Scan the data below and pick out the lines containing the word "five".

# Records contained in a dataset
= = = = =
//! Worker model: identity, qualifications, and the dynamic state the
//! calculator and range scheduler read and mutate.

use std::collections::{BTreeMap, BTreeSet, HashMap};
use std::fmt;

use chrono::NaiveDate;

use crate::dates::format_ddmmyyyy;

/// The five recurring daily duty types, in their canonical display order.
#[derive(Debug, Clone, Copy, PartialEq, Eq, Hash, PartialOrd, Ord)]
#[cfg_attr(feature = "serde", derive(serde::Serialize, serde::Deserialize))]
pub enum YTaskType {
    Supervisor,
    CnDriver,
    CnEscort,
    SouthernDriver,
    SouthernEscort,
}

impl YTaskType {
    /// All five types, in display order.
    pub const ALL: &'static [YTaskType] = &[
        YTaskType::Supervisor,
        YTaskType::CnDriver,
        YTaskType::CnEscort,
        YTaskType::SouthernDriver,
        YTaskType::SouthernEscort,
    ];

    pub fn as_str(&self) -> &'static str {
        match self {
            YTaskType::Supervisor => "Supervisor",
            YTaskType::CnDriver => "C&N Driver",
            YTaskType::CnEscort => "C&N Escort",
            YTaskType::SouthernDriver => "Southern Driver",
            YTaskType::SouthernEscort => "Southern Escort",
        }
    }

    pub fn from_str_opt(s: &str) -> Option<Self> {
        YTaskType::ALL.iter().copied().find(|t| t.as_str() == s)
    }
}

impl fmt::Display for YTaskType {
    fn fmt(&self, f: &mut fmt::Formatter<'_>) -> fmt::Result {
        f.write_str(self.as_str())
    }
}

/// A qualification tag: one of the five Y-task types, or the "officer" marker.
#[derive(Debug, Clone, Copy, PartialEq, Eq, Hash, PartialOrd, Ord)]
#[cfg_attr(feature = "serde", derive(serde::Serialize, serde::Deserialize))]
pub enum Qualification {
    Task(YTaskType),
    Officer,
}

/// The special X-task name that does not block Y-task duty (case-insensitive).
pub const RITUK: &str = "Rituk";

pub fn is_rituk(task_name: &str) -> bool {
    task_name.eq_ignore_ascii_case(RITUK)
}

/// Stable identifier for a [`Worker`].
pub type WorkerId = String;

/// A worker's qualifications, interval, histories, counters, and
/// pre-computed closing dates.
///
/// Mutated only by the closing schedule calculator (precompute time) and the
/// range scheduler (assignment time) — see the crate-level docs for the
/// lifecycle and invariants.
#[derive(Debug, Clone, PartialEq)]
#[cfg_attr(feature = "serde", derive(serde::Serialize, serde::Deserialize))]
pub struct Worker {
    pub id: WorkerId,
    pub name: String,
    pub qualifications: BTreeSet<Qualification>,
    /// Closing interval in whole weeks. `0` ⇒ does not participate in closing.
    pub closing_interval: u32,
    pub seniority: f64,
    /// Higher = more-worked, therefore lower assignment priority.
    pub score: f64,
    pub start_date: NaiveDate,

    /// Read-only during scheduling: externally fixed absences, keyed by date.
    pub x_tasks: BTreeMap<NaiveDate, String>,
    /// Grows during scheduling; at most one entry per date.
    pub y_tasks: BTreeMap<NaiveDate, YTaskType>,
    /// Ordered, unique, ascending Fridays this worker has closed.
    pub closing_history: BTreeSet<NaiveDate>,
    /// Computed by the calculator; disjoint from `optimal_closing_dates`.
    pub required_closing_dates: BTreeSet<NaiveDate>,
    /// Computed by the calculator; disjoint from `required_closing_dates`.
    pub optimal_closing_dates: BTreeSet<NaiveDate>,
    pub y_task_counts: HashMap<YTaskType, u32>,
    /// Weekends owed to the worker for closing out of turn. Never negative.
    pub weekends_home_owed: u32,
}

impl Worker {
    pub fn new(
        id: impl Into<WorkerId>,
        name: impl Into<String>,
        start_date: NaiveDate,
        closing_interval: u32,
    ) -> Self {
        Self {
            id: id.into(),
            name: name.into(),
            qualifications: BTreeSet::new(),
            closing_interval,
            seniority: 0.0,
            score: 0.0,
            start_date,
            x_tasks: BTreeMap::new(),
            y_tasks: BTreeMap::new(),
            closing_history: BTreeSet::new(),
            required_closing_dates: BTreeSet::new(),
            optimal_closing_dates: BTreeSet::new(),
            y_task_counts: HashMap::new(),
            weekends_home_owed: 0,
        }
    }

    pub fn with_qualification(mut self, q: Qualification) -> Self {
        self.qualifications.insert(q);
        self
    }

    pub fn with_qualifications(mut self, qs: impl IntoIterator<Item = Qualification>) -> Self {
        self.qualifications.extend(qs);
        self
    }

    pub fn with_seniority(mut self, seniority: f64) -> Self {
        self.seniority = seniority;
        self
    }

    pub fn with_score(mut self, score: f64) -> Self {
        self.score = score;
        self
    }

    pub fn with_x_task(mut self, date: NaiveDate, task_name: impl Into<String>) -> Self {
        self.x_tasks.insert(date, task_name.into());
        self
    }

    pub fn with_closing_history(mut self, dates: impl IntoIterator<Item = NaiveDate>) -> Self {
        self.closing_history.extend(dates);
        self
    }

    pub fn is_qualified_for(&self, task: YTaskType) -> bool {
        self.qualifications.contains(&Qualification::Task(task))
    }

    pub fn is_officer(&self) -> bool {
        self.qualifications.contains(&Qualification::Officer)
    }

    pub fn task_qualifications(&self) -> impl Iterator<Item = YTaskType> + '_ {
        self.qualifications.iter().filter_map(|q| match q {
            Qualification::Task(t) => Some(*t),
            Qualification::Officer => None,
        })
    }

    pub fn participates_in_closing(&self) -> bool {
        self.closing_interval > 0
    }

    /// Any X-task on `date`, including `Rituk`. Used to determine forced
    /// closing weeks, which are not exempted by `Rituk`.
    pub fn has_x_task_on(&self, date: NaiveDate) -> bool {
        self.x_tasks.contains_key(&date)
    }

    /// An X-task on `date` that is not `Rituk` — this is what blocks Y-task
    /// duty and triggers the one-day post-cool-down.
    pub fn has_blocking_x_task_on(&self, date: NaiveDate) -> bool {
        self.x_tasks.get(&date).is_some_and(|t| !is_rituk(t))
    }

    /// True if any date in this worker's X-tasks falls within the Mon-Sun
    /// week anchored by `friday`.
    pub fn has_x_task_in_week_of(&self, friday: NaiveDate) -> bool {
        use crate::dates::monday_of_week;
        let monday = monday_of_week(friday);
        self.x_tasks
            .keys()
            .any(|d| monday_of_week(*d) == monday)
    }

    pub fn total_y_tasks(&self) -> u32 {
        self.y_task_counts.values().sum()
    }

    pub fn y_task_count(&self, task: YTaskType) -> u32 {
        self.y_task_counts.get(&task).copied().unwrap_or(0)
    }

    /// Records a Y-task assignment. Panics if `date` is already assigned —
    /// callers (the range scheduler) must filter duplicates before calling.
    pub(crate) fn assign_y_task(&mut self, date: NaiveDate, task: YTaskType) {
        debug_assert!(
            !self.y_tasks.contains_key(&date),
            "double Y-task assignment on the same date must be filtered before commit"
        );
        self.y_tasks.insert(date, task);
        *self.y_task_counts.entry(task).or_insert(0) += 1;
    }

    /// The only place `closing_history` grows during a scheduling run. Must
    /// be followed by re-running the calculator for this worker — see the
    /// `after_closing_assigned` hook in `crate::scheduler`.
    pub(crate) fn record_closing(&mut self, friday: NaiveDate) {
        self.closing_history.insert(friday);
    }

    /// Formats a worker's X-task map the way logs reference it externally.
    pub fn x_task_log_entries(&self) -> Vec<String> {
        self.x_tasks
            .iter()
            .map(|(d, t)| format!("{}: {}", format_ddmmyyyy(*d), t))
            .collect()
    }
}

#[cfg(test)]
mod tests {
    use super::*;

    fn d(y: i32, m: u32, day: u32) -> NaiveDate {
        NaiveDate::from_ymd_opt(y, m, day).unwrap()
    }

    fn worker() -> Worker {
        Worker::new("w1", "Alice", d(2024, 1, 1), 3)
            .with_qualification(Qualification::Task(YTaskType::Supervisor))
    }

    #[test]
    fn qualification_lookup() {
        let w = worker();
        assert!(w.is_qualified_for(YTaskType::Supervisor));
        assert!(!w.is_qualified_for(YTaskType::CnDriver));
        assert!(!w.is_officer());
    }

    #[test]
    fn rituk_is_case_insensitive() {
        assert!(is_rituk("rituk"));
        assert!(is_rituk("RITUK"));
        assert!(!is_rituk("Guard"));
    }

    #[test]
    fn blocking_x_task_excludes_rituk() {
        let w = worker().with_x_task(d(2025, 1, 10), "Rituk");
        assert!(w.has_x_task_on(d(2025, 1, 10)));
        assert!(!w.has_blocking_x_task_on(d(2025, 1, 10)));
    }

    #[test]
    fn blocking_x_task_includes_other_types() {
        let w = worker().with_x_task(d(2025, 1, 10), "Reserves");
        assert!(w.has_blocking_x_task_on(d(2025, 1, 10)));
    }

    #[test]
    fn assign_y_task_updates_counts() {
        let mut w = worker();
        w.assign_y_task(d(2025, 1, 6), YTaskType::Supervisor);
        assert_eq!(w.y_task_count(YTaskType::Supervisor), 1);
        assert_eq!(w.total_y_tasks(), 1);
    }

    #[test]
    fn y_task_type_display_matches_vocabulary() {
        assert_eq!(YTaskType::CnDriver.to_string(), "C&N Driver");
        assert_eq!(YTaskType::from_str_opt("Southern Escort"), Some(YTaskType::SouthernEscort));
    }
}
= = = = =
# Answer area
/// The five recurring daily duty types, in their canonical display order.
    /// All five types, in display order.
/// A qualification tag: one of the five Y-task types, or the "officer" marker.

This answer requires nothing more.